■ **Data extract**:

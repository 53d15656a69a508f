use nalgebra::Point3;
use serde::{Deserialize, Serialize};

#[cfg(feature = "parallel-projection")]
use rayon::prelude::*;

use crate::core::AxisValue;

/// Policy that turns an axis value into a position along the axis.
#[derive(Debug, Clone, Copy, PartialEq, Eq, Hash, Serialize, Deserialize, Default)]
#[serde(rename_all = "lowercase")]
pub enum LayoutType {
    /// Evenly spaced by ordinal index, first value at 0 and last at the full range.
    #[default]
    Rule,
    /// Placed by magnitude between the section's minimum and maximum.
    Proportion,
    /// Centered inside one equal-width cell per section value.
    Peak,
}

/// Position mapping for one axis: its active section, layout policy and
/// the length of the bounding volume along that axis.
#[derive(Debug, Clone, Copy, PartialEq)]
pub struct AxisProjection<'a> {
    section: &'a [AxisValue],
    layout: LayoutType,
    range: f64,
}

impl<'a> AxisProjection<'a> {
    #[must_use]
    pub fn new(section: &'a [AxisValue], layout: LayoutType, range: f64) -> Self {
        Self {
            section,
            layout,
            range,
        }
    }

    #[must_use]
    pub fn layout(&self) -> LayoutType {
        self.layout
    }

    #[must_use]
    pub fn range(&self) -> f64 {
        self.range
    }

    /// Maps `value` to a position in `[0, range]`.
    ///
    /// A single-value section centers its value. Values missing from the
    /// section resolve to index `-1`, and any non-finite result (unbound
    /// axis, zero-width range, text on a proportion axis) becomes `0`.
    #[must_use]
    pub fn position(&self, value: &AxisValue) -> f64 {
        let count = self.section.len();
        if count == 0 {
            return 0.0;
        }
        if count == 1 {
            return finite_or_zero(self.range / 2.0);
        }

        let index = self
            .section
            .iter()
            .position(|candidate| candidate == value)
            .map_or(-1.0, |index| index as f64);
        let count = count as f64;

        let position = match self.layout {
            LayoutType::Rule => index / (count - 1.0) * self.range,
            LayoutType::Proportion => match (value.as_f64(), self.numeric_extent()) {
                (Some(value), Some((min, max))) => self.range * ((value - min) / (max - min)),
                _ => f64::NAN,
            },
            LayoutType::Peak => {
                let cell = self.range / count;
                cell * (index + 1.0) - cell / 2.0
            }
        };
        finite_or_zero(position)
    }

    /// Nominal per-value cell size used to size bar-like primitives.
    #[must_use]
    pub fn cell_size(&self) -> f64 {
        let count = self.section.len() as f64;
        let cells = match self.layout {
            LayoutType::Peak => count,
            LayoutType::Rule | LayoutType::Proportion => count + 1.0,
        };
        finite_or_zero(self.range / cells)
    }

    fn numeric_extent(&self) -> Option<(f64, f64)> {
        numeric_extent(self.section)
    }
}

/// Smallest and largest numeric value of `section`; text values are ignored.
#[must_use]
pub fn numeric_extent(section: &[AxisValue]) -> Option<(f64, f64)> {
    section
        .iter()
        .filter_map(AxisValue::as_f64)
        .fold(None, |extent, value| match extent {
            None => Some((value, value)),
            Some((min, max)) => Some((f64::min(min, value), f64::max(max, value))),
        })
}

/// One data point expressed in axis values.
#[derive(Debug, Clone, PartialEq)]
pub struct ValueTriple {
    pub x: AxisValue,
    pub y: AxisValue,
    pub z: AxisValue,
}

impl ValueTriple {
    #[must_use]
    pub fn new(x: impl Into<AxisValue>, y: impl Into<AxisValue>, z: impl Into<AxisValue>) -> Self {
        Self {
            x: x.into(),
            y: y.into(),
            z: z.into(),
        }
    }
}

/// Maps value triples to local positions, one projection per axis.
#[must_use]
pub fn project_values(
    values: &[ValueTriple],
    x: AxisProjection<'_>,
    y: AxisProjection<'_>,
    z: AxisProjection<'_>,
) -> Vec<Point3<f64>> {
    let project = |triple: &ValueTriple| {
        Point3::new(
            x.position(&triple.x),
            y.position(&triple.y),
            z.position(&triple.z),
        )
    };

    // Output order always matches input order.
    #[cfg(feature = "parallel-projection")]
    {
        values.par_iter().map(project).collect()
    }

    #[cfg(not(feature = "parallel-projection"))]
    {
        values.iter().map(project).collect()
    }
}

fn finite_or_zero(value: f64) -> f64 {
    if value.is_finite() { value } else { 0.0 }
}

■ **Work instructions**: Output, from the data above, the lines from the line with "minimum and maximum." to the line with "pub fn position(&self, value: &AxisValue)" exactly as they stand, both ends included and nothing else.

■ **Solution for this exercise**:
    /// Placed by magnitude between the section's minimum and maximum.
    Proportion,
    /// Centered inside one equal-width cell per section value.
    Peak,
}

/// Position mapping for one axis: its active section, layout policy and
/// the length of the bounding volume along that axis.
#[derive(Debug, Clone, Copy, PartialEq)]
pub struct AxisProjection<'a> {
    section: &'a [AxisValue],
    layout: LayoutType,
    range: f64,
}

impl<'a> AxisProjection<'a> {
    #[must_use]
    pub fn new(section: &'a [AxisValue], layout: LayoutType, range: f64) -> Self {
        Self {
            section,
            layout,
            range,
        }
    }

    #[must_use]
    pub fn layout(&self) -> LayoutType {
        self.layout
    }

    #[must_use]
    pub fn range(&self) -> f64 {
        self.range
    }

    /// Maps `value` to a position in `[0, range]`.
    ///
    /// A single-value section centers its value. Values missing from the
    /// section resolve to index `-1`, and any non-finite result (unbound
    /// axis, zero-width range, text on a proportion axis) becomes `0`.
    #[must_use]
    pub fn position(&self, value: &AxisValue) -> f64 {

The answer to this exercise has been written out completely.